== Directions ==
Whenever a line contains "name", include it in the count; reply with the number of such lines in the data and nothing else.

== Materials provided ==
//! Theme configuration, read from a JSON file:
//!
//! ```json
//! {
//!     "aliases": {"@app": "/srv/app"},
//!     "app_view_path": "@app/views",
//!     "base_dir": "/srv/thememanager",
//!     "classes": {
//!         "basic": {"dir": "/srv/themes/basic", "settings": "BasicSettings"},
//!         "fancy": {"dir": "/srv/themes/fancy", "parent": "basic"}
//!     },
//!     "path_map": {"@app/mail": "$themedViewPaths/mail"},
//!     "assets": ["AppAsset"],
//!     "default_theme": "fancy",
//!     "themes": [
//!         {"name": "fancy", "label": "Fancy", "class": "fancy",
//!          "path_map": {"@app/views": ["$themedViewPaths", "@app/extra"]}}
//!     ]
//! }
//! ```

use std::path::Path;

use anyhow::{Result, Context, anyhow};
use kstring::KString;
use serde::Deserialize;

use crate::{alias::Aliases,
            alist::AList,
            ancestors::{ClassDecl, ThemeClasses},
            pathmap::PathMap,
            theme::Theme,
            theme_manager::ThemeManager,
            util::{getenv_or, getenv}};

pub const CONFIG_ENV_VAR: &str = "THEMEMAP_CONFIG";
pub const THEME_ENV_VAR: &str = "THEMEMAP_THEME";
pub const DEFAULT_CONFIG_PATH: &str = "thememap.json";

#[derive(Debug, Clone, Deserialize)]
#[serde(deny_unknown_fields)]
pub struct ThemeConfig {
    pub name: String,
    #[serde(default)]
    pub label: Option<String>,
    pub class: String,
    #[serde(default)]
    pub assets: Vec<String>,
    /// Replaces the default path map of the theme if given.
    #[serde(default)]
    pub path_map: Option<PathMap>,
}

#[derive(Debug, Clone, Deserialize)]
#[serde(deny_unknown_fields)]
pub struct Config {
    /// Registered in the given order, later ones may use earlier ones.
    #[serde(default)]
    pub aliases: AList<String, String>,
    pub app_view_path: String,
    /// Directory of the base theme class.
    pub base_dir: String,
    #[serde(default)]
    pub classes: AList<KString, ClassDecl>,
    /// The manager-level path map.
    #[serde(default)]
    pub path_map: PathMap,
    #[serde(default)]
    pub assets: Vec<String>,
    #[serde(default)]
    pub default_theme: Option<String>,
    #[serde(default)]
    pub themes: Vec<ThemeConfig>,
}

impl Config {
    pub fn from_json(s: &str) -> Result<Self> {
        serde_json::from_str(s).with_context(
            || anyhow!("parsing theme configuration"))
    }

    pub fn load<P: AsRef<Path>>(path: P) -> Result<Self> {
        let path = path.as_ref();
        let s = std::fs::read_to_string(path).with_context(
            || anyhow!("can't read theme configuration {:?}",
                       path.to_string_lossy()))?;
        Self::from_json(&s).with_context(
            || anyhow!("in file {:?}", path.to_string_lossy()))
    }

    /// Path given, or from `THEMEMAP_CONFIG`, or `thememap.json`.
    pub fn load_from_env(path: Option<&str>) -> Result<Self> {
        let path = match path {
            Some(p) => p.to_string(),
            None => getenv_or(CONFIG_ENV_VAR, Some(DEFAULT_CONFIG_PATH))?,
        };
        Self::load(path)
    }

    /// Set up the aliases, classes and themes. Themes are not
    /// initialized yet (see `ThemeManager::bootstrap`).
    pub fn into_manager(self) -> Result<ThemeManager> {
        let mut aliases = Aliases::new();
        for (name, path) in &self.aliases {
            aliases.set_alias(name, path).with_context(
                || anyhow!("setting alias {name:?}"))?;
        }

        let mut classes = ThemeClasses::new(&self.base_dir);
        classes.declare_all(&self.classes).with_context(
            || anyhow!("declaring theme classes"))?;

        let mut themes = Vec::new();
        for tc in self.themes {
            let class = classes.lookup(&tc.class).with_context(
                || anyhow!("theme {:?}", tc.name))?;
            let mut theme = Theme::new(&tc.name, class, &classes)
                .with_assets(tc.assets);
            if let Some(label) = &tc.label {
                theme = theme.with_label(label);
            }
            if let Some(path_map) = tc.path_map {
                theme = theme.with_path_map(path_map);
            }
            themes.push(theme);
        }

        let mut manager = ThemeManager::new(&self.app_view_path, aliases, classes);
        manager.path_map = self.path_map;
        manager.assets = self.assets;
        for theme in themes {
            manager.add_theme(theme)?;
        }
        if let Some(default_theme) = &self.default_theme {
            manager.set_default_theme(default_theme);
        }
        Ok(manager)
    }
}

/// The theme to use: the one given, or from `THEMEMAP_THEME`.
pub fn preferred_theme(theme: Option<&str>) -> Result<Option<String>> {
    match theme {
        Some(t) => Ok(Some(t.to_string())),
        None => getenv(THEME_ENV_VAR),
    }
}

== Reply to the exercise ==
7